### TASK TO CARRY OUT
This exercise requires an exact copy of each line from the one containing "pub struct ValidatedJson<T>(pub T);" down to the last line below.

┄┄┄┄┄┄┄┄┄┄┄┄┄┄┄┄┄┄┄┄

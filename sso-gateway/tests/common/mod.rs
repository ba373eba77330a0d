//! Test helpers for sso-gateway integration tests.
//!
//! Builds the router over the in-memory store with HS256 signing, and spins
//! up real downstream services on 127.0.0.1:0.

#![allow(dead_code)]

use axum::{
    body::{Body, Bytes},
    extract::State,
    http::{header, HeaderMap, Method, Request, StatusCode, Uri},
    response::{IntoResponse, Response},
    routing::{any, get},
    Json, Router,
};
use axum_extra::extract::cookie::SameSite;
use http_body_util::BodyExt;
use jsonwebtoken::{encode, EncodingKey, Header};
use secrecy::Secret;
use sso_gateway::{
    build_router,
    config::{
        CookieConfig, DatabaseConfig, DownstreamConfig, Environment, GatewayConfig,
        IdentityConfig, JwtConfig, RegistryConfig, SecurityConfig, SigningAlgorithm,
    },
    models::{RegistryData, Resource, Role, Service},
    services::{
        AccessTokenClaims, IdentityProvider, IssuedCredentials, RolePolicy,
        StaticIdentityProvider,
    },
    store::InMemoryStore,
    AppState,
};
use std::collections::HashMap;
use std::net::SocketAddr;
use std::sync::atomic::{AtomicUsize, Ordering};
use std::sync::Arc;
use std::time::Duration;
use tokio::net::TcpListener;
use tower::util::ServiceExt;
use uuid::Uuid;

pub const TEST_SECRET: &str = "integration-test-secret";
pub const ACCESS_COOKIE: &str = "sso_access";
pub const REFRESH_COOKIE: &str = "sso_refresh";

pub fn test_config() -> GatewayConfig {
    GatewayConfig {
        common: service_core::config::Config { port: 0 },
        environment: Environment::Dev,
        service_name: "sso-gateway".to_string(),
        service_version: "test".to_string(),
        log_level: "error".to_string(),
        otlp_endpoint: None,
        database: DatabaseConfig {
            url: "postgres://localhost/unused".to_string(),
            max_connections: 1,
            min_connections: 0,
        },
        jwt: JwtConfig {
            algorithm: SigningAlgorithm::Hs256,
            secret: Some(Secret::new(TEST_SECRET.to_string())),
            private_key_path: None,
            public_key_path: None,
            issuer: "sso-gateway".to_string(),
            access_token_ttl_seconds: 900,
            refresh_token_ttl_seconds: 3600,
            reuse_revokes_family: true,
        },
        role_policy: RolePolicy::AnyOf,
        registry: RegistryConfig {
            refresh_interval_seconds: 30,
            ttl_seconds: 300,
        },
        downstream: DownstreamConfig {
            timeout_ms: 1000,
            connect_timeout_ms: 500,
            max_retries: 3,
        },
        identity: IdentityConfig {
            url: None,
            timeout_ms: 1000,
            max_retries: 0,
        },
        cookies: CookieConfig {
            access_name: ACCESS_COOKIE.to_string(),
            refresh_name: REFRESH_COOKIE.to_string(),
            secure: true,
            same_site: SameSite::Strict,
            domain: None,
        },
        security: SecurityConfig {
            allowed_origins: vec!["http://localhost:3000".to_string()],
            login_attempts: 100,
            login_window_seconds: 60,
        },
    }
}

/// The `bank` service with `getAccounts` guarded by `bank_read`, plus a few
/// helper resources on the same downstream.
pub fn bank_registry(base_address: &str) -> RegistryData {
    let bank = Service::new("bank", base_address);
    let id = bank.service_id;
    RegistryData {
        resources: vec![
            Resource::new(id, "getAccounts", "GET", &["bank_read"]),
            Resource::new(id, "transfer", "POST", &["bank_write"]),
            Resource::new(id, "slow", "*", &["bank_read"]),
            Resource::new(id, "stream", "GET", &["bank_read"]),
            Resource::new(id, "drip", "GET", &["bank_read"]),
            Resource::new(id, "echo/*", "*", &["bank_read"]),
            Resource::new(id, "public", "*", &[]),
        ],
        services: vec![bank],
        roles: vec![Role::new("bank_read"), Role::new("bank_write")],
    }
}

pub struct TestApp {
    pub router: Router,
    pub state: AppState,
    pub store: Arc<InMemoryStore>,
}

impl TestApp {
    /// Router with a loaded registry.
    pub async fn new(registry: RegistryData) -> Self {
        let app = Self::cold(registry);
        app.state
            .registry
            .refresh()
            .await
            .expect("initial registry refresh");
        app
    }

    /// Router whose registry has never been loaded.
    pub fn cold(registry: RegistryData) -> Self {
        Self::with_config(test_config(), registry, default_identity())
    }

    pub fn with_config(
        config: GatewayConfig,
        registry: RegistryData,
        identity: Arc<dyn IdentityProvider>,
    ) -> Self {
        let store = Arc::new(InMemoryStore::with_registry(registry));
        let state = AppState::new(config, store.clone(), store.clone(), identity)
            .expect("failed to build app state");
        let router = build_router(state.clone());
        Self {
            router,
            state,
            store,
        }
    }

    pub async fn issue(&self, subject_id: &str, roles: &[&str]) -> IssuedCredentials {
        let roles: Vec<String> = roles.iter().map(|r| r.to_string()).collect();
        self.state
            .tokens
            .issue(subject_id, &roles)
            .await
            .expect("issue credentials")
    }

    pub async fn send(&self, request: Request<Body>) -> Response {
        self.router
            .clone()
            .oneshot(request)
            .await
            .expect("router is infallible")
    }

    pub async fn get(&self, uri: &str, cookie: Option<String>) -> Response {
        let mut builder = Request::builder().method(Method::GET).uri(uri);
        if let Some(cookie) = cookie {
            builder = builder.header(header::COOKIE, cookie);
        }
        self.send(builder.body(Body::empty()).unwrap()).await
    }
}

pub fn default_identity() -> Arc<dyn IdentityProvider> {
    Arc::new(
        StaticIdentityProvider::new()
            .with_user("alice", "correct-horse", "user_alice", &["bank_read"])
            .with_user("bob", "battery-staple", "user_bob", &[]),
    )
}

pub fn cookie_header(access: Option<&str>, refresh: Option<&str>) -> String {
    let mut parts = Vec::new();
    if let Some(a) = access {
        parts.push(format!("{}={}", ACCESS_COOKIE, a));
    }
    if let Some(r) = refresh {
        parts.push(format!("{}={}", REFRESH_COOKIE, r));
    }
    parts.join("; ")
}

/// `Set-Cookie` values by cookie name.
pub fn set_cookies(response: &Response) -> HashMap<String, String> {
    response
        .headers()
        .get_all(header::SET_COOKIE)
        .iter()
        .filter_map(|v| v.to_str().ok())
        .filter_map(|raw| {
            let pair = raw.split(';').next()?;
            let (name, value) = pair.split_once('=')?;
            Some((name.trim().to_string(), value.trim().to_string()))
        })
        .collect()
}

pub fn set_cookie_lines(response: &Response) -> Vec<String> {
    response
        .headers()
        .get_all(header::SET_COOKIE)
        .iter()
        .filter_map(|v| v.to_str().ok())
        .map(|s| s.to_string())
        .collect()
}

pub async fn body_bytes(response: Response) -> Bytes {
    response
        .into_body()
        .collect()
        .await
        .expect("read body")
        .to_bytes()
}

pub async fn body_json(response: Response) -> serde_json::Value {
    let bytes = body_bytes(response).await;
    serde_json::from_slice(&bytes).expect("json body")
}

/// A correctly signed access token that expired a minute ago.
pub fn expired_access_token(subject_id: &str, roles: &[&str]) -> String {
    let now = chrono::Utc::now().timestamp();
    let claims = AccessTokenClaims {
        sub: subject_id.to_string(),
        roles: roles.iter().map(|r| r.to_string()).collect(),
        iat: now - 960,
        exp: now - 60,
        jti: Uuid::new_v4().to_string(),
        iss: "sso-gateway".to_string(),
    };
    encode(
        &Header::default(),
        &claims,
        &EncodingKey::from_secret(TEST_SECRET.as_bytes()),
    )
    .expect("sign expired token")
}

/// Downstream test service. Every request is echoed back as JSON.
pub struct Downstream {
    pub addr: SocketAddr,
    pub hits: Arc<AtomicUsize>,
}

impl Downstream {
    pub fn base_url(&self) -> String {
        format!("http://{}", self.addr)
    }

    pub fn hit_count(&self) -> usize {
        self.hits.load(Ordering::SeqCst)
    }
}

pub async fn spawn_downstream() -> Downstream {
    let listener = TcpListener::bind("127.0.0.1:0").await.unwrap();
    serve_downstream(listener).await
}

pub async fn serve_downstream(listener: TcpListener) -> Downstream {
    let addr = listener.local_addr().unwrap();
    let hits = Arc::new(AtomicUsize::new(0));

    let app = Router::new()
        .route("/slow", any(slow))
        .route("/stream", get(stream))
        .route("/drip", get(drip))
        .fallback(echo)
        .with_state(hits.clone());

    tokio::spawn(async move {
        axum::serve(listener, app).await.unwrap();
    });

    Downstream { addr, hits }
}

/// Start a downstream on `addr` once `delay` has passed.
pub fn spawn_downstream_later(addr: SocketAddr, delay: Duration) -> tokio::task::JoinHandle<Downstream> {
    tokio::spawn(async move {
        tokio::time::sleep(delay).await;
        let listener = TcpListener::bind(addr).await.unwrap();
        serve_downstream(listener).await
    })
}

/// An address with nothing listening on it.
pub fn unused_address() -> SocketAddr {
    let listener = std::net::TcpListener::bind("127.0.0.1:0").unwrap();
    let addr = listener.local_addr().unwrap();
    drop(listener);
    addr
}

async fn echo(
    State(hits): State<Arc<AtomicUsize>>,
    method: Method,
    uri: Uri,
    headers: HeaderMap,
    body: Bytes,
) -> Response {
    hits.fetch_add(1, Ordering::SeqCst);

    let header = |name: &str| {
        headers
            .get(name)
            .and_then(|v| v.to_str().ok())
            .map(|s| s.to_string())
    };

    let payload = serde_json::json!({
        "method": method.as_str(),
        "path": uri.path(),
        "query": uri.query(),
        "cookie": header("cookie"),
        "x_request_id": header("x-request-id"),
        "x_forwarded_for": header("x-forwarded-for"),
        "traceparent": header("traceparent"),
        "custom": header("x-custom"),
        "host": header("host"),
        "body_len": body.len(),
        "body": String::from_utf8_lossy(&body),
    });

    (
        StatusCode::OK,
        [
            ("x-downstream", "echo"),
            ("set-cookie", "downstream_pref=1; Path=/"),
        ],
        Json(payload),
    )
        .into_response()
}

async fn slow(State(hits): State<Arc<AtomicUsize>>) -> &'static str {
    hits.fetch_add(1, Ordering::SeqCst);
    tokio::time::sleep(Duration::from_secs(3)).await;
    "finally"
}

async fn stream(State(hits): State<Arc<AtomicUsize>>) -> Response {
    hits.fetch_add(1, Ordering::SeqCst);
    let chunks = (0..5).map(|i| Ok::<_, std::io::Error>(Bytes::from(format!("chunk-{};", i))));
    Body::from_stream(futures::stream::iter(chunks)).into_response()
}

/// Answers at once, then trickles 8 chunks 250ms apart.
async fn drip(State(hits): State<Arc<AtomicUsize>>) -> Response {
    use futures::StreamExt;

    hits.fetch_add(1, Ordering::SeqCst);
    let chunks = futures::stream::iter(0..8).then(|i| async move {
        tokio::time::sleep(Duration::from_millis(250)).await;
        Ok::<_, std::io::Error>(Bytes::from(format!("drip-{};", i)))
    });
    Body::from_stream(chunks).into_response()
}
use axum::{
    extract::{FromRequest, Request},
    Json,
};
use serde::de::DeserializeOwned;
use service_core::error::AppError;
use validator::Validate;

/// JSON body that has passed `validator` checks.
pub struct ValidatedJson<T>(pub T);

#[axum::async_trait]
impl<T, S> FromRequest<S> for ValidatedJson<T>
where
    T: DeserializeOwned + Validate + 'static,
    S: Send + Sync,
{
    type Rejection = AppError;

    async fn from_request(req: Request, state: &S) -> Result<Self, Self::Rejection> {
        let Json(value) = Json::<T>::from_request(req, state)
            .await
            .map_err(|e| AppError::BadRequest(anyhow::anyhow!("Json parse error: {}", e)))?;

        value
            .validate()
            .map_err(|e| AppError::ValidationError(e.to_string()))?;

        Ok(ValidatedJson(value))
    }
}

┄┄┄┄┄┄┄┄┄┄┄┄┄┄┄┄┄┄┄┄

### EXPECTED ANSWER
pub struct ValidatedJson<T>(pub T);

#[axum::async_trait]
impl<T, S> FromRequest<S> for ValidatedJson<T>
where
    T: DeserializeOwned + Validate + 'static,
    S: Send + Sync,
{
    type Rejection = AppError;

    async fn from_request(req: Request, state: &S) -> Result<Self, Self::Rejection> {
        let Json(value) = Json::<T>::from_request(req, state)
            .await
            .map_err(|e| AppError::BadRequest(anyhow::anyhow!("Json parse error: {}", e)))?;

        value
            .validate()
            .map_err(|e| AppError::ValidationError(e.to_string()))?;

        Ok(ValidatedJson(value))
    }
}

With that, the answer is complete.